Ruskin’s Gardens
In partnership with Ruskin Advisory Board member, Guild of St George Director and Ruskinland Project Director, Jenny Robbins. With the support of the Lancashire Gardens Trust Audrey Dawson Award. In collaboration with our communities.
Project Leads
Professor Sandra Kemp and Dr Chris Donaldson
We are exploring how to use the green space around The Ruskin to create new ways for visitors and researchers to engage with Ruskin’s art and ideas. Under development during Covid-19, this project acknowledges the pandemic through a scheme digitally crowd-sourced in lockdown, A Living Archive.

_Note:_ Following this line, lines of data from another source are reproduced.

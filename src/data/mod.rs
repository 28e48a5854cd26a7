//! Dataset loading: the one-shot repository fetch and the store that holds the result.

pub mod repository;
pub mod store;

pub use repository::{RawDataset, SalesRepository};
pub use store::{LoadStatus, SalesSnapshot, SalesStore};
//! Plain-text charts for non-interactive output.

pub mod ascii;

pub use ascii::*;
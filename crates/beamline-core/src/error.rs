// SPDX-License-Identifier: PMPL-1.0-or-later
// Copyright (c) 2026 Jonathan D.A. Jewell (hyperpolymath) <jonathan.jewell@open.ac.uk>
//
// Unified error types for Beamline.

use thiserror::Error;

use crate::types::HandshakeStage;

/// Top-level error type for all Beamline operations.
///
/// Every variant is fatal to the current job. Nothing below the connect
/// retry loop is retried internally; a caller that wants another go
/// re-runs the whole job.
#[derive(Debug, Error)]
pub enum BeamlineError {
    // -- Transport errors --
    #[error("no usable address for {host}")]
    Resolution { host: String },

    #[error("could not connect to {host} within {attempts} attempts")]
    ConnectTimeout { host: String, attempts: u32 },

    /// The device accepted fewer bytes than we asked it to. A truncated
    /// escape sequence leaves the device parser in an undefined state, so
    /// the job cannot continue.
    #[error("short write: device accepted {written} of {requested} bytes")]
    ShortWrite { requested: usize, written: usize },

    // -- Handshake errors --
    #[error("device rejected {stage} frame with ack 0x{ack:02x}")]
    HandshakeRejected { stage: HandshakeStage, ack: u8 },

    // -- Configuration --
    #[error("invalid job configuration: {0}")]
    InvalidConfig(String),

    // -- Ambient --
    #[error("I/O error: {0}")]
    Io(#[from] std::io::Error),

    #[error("serialization error: {0}")]
    Serialization(#[from] serde_json::Error),
}

/// Alias used throughout the codebase.
pub type Result<T> = std::result::Result<T, BeamlineError>;
// SPDX-License-Identifier: PMPL-1.0-or-later
// Copyright (c) 2026 Jonathan D.A. Jewell (hyperpolymath) <jonathan.jewell@open.ac.uk>
//
// LPD job-submission handshake.
//
// The exchange is a strict request/ack state machine: every frame,
// announcement or content, must be acknowledged with a single zero byte
// before the next may be sent. No pipelining, no reordering, and no retry
// at this layer; a caller that wants another go re-runs the whole
// submission.

use tokio::io::{AsyncRead, AsyncWrite};
use tracing::debug;

use beamline_core::config::JobConfig;
use beamline_core::error::{BeamlineError, Result};
use beamline_core::types::HandshakeStage;

use crate::transport::Connection;
use crate::wire;

/// Where the submission has got to. Each advance sends exactly one frame
/// and awaits exactly one ack, so skipping an announcement is not
/// expressible.
#[derive(Debug, Clone, Copy, PartialEq, Eq)]
enum HandshakeState {
    /// Connected, nothing sent.
    Idle,
    /// Queue-selection frame acknowledged.
    QueueSelected,
    /// Sized control-file announcement acknowledged.
    ControlAnnounced,
    /// Control-file payload acknowledged.
    ControlDelivered,
    /// Data-file announcement acknowledged; the device now expects the
    /// job byte stream.
    Ready,
    /// A rejected ack ended the submission. Terminal.
    Aborted,
}

/// Drives the four ack-gated exchanges that open a job on the device.
pub struct Handshake<'a, S> {
    conn: &'a mut Connection<S>,
    state: HandshakeState,
}

impl<'a, S: AsyncRead + AsyncWrite + Unpin> Handshake<'a, S> {
    pub fn new(conn: &'a mut Connection<S>) -> Self {
        Self {
            conn,
            state: HandshakeState::Idle,
        }
    }

    /// Run the submission through to `Ready`.
    ///
    /// `host_label` is the short name of the submitting host, carried in
    /// the control file and both announcements. On a rejected ack the
    /// machine parks in `Aborted`, the error names the stage and the raw
    /// ack byte, and no further frames are sent.
    pub async fn run(mut self, config: &JobConfig, host_label: &str) -> Result<()> {
        while self.state != HandshakeState::Ready {
            self.advance(config, host_label).await?;
        }
        debug!(job = %config.job_name, "job submission accepted");
        Ok(())
    }

    async fn advance(&mut self, config: &JobConfig, host_label: &str) -> Result<()> {
        let (stage, frame, next) = match self.state {
            HandshakeState::Idle => (
                HandshakeStage::QueueSelect,
                wire::queue_select(&config.queue),
                HandshakeState::QueueSelected,
            ),
            HandshakeState::QueueSelected => (
                HandshakeStage::ControlAnnounce,
                wire::control_file_announce(&config.job_name, host_label),
                HandshakeState::ControlAnnounced,
            ),
            HandshakeState::ControlAnnounced => (
                HandshakeStage::ControlPayload,
                wire::control_file(host_label),
                HandshakeState::ControlDelivered,
            ),
            HandshakeState::ControlDelivered => (
                HandshakeStage::DataAnnounce,
                wire::data_file_announce(config.job_size, &config.job_name, host_label),
                HandshakeState::Ready,
            ),
            // Terminal states. `run` stops at `Ready` and returns the
            // error that parked the machine in `Aborted`, so neither is
            // ever stepped again.
            HandshakeState::Ready | HandshakeState::Aborted => return Ok(()),
        };

        if let Err(err) = self.exchange(stage, &frame).await {
            self.state = HandshakeState::Aborted;
            return Err(err);
        }
        self.state = next;
        Ok(())
    }

    /// The send-then-await-ack primitive every transition runs through.
    async fn exchange(&mut self, stage: HandshakeStage, frame: &[u8]) -> Result<()> {
        self.conn.send_frame(frame).await?;
        let ack = self.conn.read_ack().await?;
        if ack != 0 {
            return Err(BeamlineError::HandshakeRejected { stage, ack });
        }
        debug!(%stage, "stage acknowledged");
        Ok(())
    }
}

/// Short local hostname for the control-file `H` line: everything before
/// the first dot, falling back to `localhost` when the lookup fails.
pub fn local_host_label() -> String {
    let name = hostname::get()
        .map(|name| name.to_string_lossy().into_owned())
        .unwrap_or_default();
    let short = name.split('.').next().unwrap_or("").trim();
    if short.is_empty() {
        "localhost".to_string()
    } else {
        short.to_string()
    }
}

Our plans include sensory, medicinal and experimental gardens. We are at the proto-type stage of three temporary structures, including a multi-purpose ‘shelter’ which could operate as an outdoor classroom, sitting space or growing frame.
Jenny Robbins writes, 'the gardens must be sustainable, working in partnership with users and the local community, creating a space that is “beautiful, peaceful and fruitful.” Drawing on Ruskin’s ideas and making them relevant for today, with an eye to how the garden will change as the structures weather and the plants grow. We will reimagine the entrance causeway as an accessible part of the garden, encouraging people to cross and explore inside The Ruskin.'
This project draws on the gardens Ruskin created at Brantwood, his house and estate on Coniston Water in the Lake District, during the last 28 years of his life. Supported by the Lancashire Gardens Trust, two Lancaster University placement students are researching Ruskin’s ideas about landscape design and the radical experiments in land management and horticulture Ruskin began at Brantwood.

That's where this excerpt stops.